1) With respect to industrial standards and conformity assessment, FTAA negotiators should select a number of product areas for initial discussion on hemispheric wide harmonization, mutual recognition or equivalency.

2) The NAM endorses full acceptance and implementation of the WTO Agreement on Technical Barriers to Trade as a prerequisite to FTAA membership. All hemispheric manufacturers would benefit by further steps in the FTAA that would move governments in the direction of eliminating and preventing unnecessary technical barriers to trade in the hemisphere.

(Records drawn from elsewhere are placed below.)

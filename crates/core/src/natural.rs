//! "Natural" string ordering: runs of digits compare by numeric value, so
//! route `"2"` sorts before route `"10"`.

use std::cmp::Ordering;

use itertools::{EitherOrBoth, Itertools};

#[derive(Clone, Copy, Debug, PartialEq, Eq)]
enum Chunk<'a> {
    Digits(&'a str),
    Text(&'a str),
}

fn chunks(s: &str) -> impl Iterator<Item = Chunk<'_>> {
    let mut rest = s;
    std::iter::from_fn(move || {
        let first = rest.chars().next()?;
        let digits = first.is_ascii_digit();
        let end = rest
            .find(|c: char| c.is_ascii_digit() != digits)
            .unwrap_or(rest.len());
        let (head, tail) = rest.split_at(end);
        rest = tail;
        Some(if digits {
            Chunk::Digits(head)
        } else {
            Chunk::Text(head)
        })
    })
}

fn compare_digits(a: &str, b: &str) -> Ordering {
    let a = a.trim_start_matches('0');
    let b = b.trim_start_matches('0');
    a.len().cmp(&b.len()).then_with(|| a.cmp(b))
}

fn compare_chunks(a: Chunk<'_>, b: Chunk<'_>) -> Ordering {
    match (a, b) {
        (Chunk::Digits(a), Chunk::Digits(b)) => compare_digits(a, b),
        (Chunk::Text(a), Chunk::Text(b)) => a.cmp(b),
        // a leading number sorts ahead of text at the same position
        (Chunk::Digits(_), Chunk::Text(_)) => Ordering::Less,
        (Chunk::Text(_), Chunk::Digits(_)) => Ordering::Greater,
    }
}

/// Total order over strings; ties between numerically equal spellings
/// (`"7"` and `"07"`) fall back to plain string order.
pub fn natural_cmp(a: &str, b: &str) -> Ordering {
    chunks(a)
        .zip_longest(chunks(b))
        .map(|pair| match pair {
            EitherOrBoth::Both(x, y) => compare_chunks(x, y),
            EitherOrBoth::Left(_) => Ordering::Greater,
            EitherOrBoth::Right(_) => Ordering::Less,
        })
        .find(|ordering| ordering.is_ne())
        .unwrap_or(Ordering::Equal)
        .then_with(|| a.cmp(b))
}

pub fn sort_naturally<S: AsRef<str>>(names: &mut [S]) {
    names.sort_by(|a, b| natural_cmp(a.as_ref(), b.as_ref()));
}
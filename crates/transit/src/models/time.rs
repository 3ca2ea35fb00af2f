//! Service-day clock times.

use std::fmt;
use std::ops::Sub;
use std::str::FromStr;
use std::time::Duration;

use crate::models::types::TransitError;

/// Time elapsed since midnight of the service day, in whole seconds.
///
/// Per GTFS, times can exceed 24 hours for trips past midnight
/// (e.g., 25:30:00 for 1:30am the next day).
#[derive(Clone, Copy, Debug, Default, PartialEq, Eq, PartialOrd, Ord, Hash)]
#[cfg_attr(feature = "serde", derive(serde::Serialize, serde::Deserialize))]
#[cfg_attr(feature = "serde", serde(transparent))]
pub struct TimeOfDay(u32);

impl TimeOfDay {
    pub const fn from_seconds(seconds: u32) -> Self {
        Self(seconds)
    }

    /// For constants; hours large enough to overflow `u32` seconds panic.
    pub const fn from_hms(hours: u32, minutes: u32, seconds: u32) -> Self {
        Self(hours * 3600 + minutes * 60 + seconds)
    }

    pub const fn seconds(&self) -> u32 {
        self.0
    }

    pub const fn hours(&self) -> u32 {
        self.0 / 3600
    }

    pub const fn minutes(&self) -> u32 {
        (self.0 % 3600) / 60
    }
}

impl Sub for TimeOfDay {
    type Output = Duration;

    /// Saturates at zero when `rhs` is later than `self`.
    fn sub(self, rhs: TimeOfDay) -> Duration {
        Duration::from_secs(u64::from(self.0.saturating_sub(rhs.0)))
    }
}

impl From<u32> for TimeOfDay {
    fn from(seconds: u32) -> Self {
        Self(seconds)
    }
}

impl fmt::Display for TimeOfDay {
    fn fmt(&self, f: &mut fmt::Formatter<'_>) -> fmt::Result {
        write!(
            f,
            "{:02}:{:02}:{:02}",
            self.hours(),
            self.minutes(),
            self.0 % 60
        )
    }
}

impl FromStr for TimeOfDay {
    type Err = TransitError;

    /// Parses `H:MM:SS` / `HH:MM:SS`, hours may exceed 23.
    fn from_str(s: &str) -> Result<Self, Self::Err> {
        let invalid = || TransitError::InvalidData(format!("invalid time of day '{s}'"));

        let parts: Vec<&str> = s.trim().split(':').collect();
        if parts.len() != 3 {
            return Err(invalid());
        }
        let mut values = [0u32; 3];
        for (value, part) in values.iter_mut().zip(&parts) {
            *value = part.parse().map_err(|_| invalid())?;
        }
        let [hours, minutes, seconds] = values;
        if minutes >= 60 || seconds >= 60 {
            return Err(invalid());
        }
        hours
            .checked_mul(3600)
            .and_then(|h| h.checked_add(minutes * 60 + seconds))
            .map(Self)
            .ok_or_else(invalid)
    }
}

3) The FTAA should clarify how the WTO TBT agreement can best be interpreted. A TBT-plus approach that provides more precise guidance should help address at least two critical areas:

  • To ensure that standards applied by Americas-based companies internationally, if different from other international standards, are given comparable consideration as an acceptable standard in this hemisphere.
  • To ensure transparency and due process in national and regional standards-setting bodies, so that these principles can subsequently be advocated by the hemisphere on a global basis.

4) The NAM endorses identifying products and sectors where hemispheric agreements covering mutual recognition, harmonization and equalization would be appropriate. Moreover, manufacturers should not have to wait until the conclusion of the FTAA before these are negotiated.

5) Similarly, manufacturers should not have to wait until the conclusion of the FTAA for its members to agree to the elimination of redundant testing and certification of Information Technology and other products. There are many ways to provide the appropriate level of conformity assessment that minimizes delays and duplication while maintaining adequate protection of safety, health, and the environment. These include (but are not limited to): Supplier’s Declaration of Conformity, third party certification, and the IECEE CB Scheme.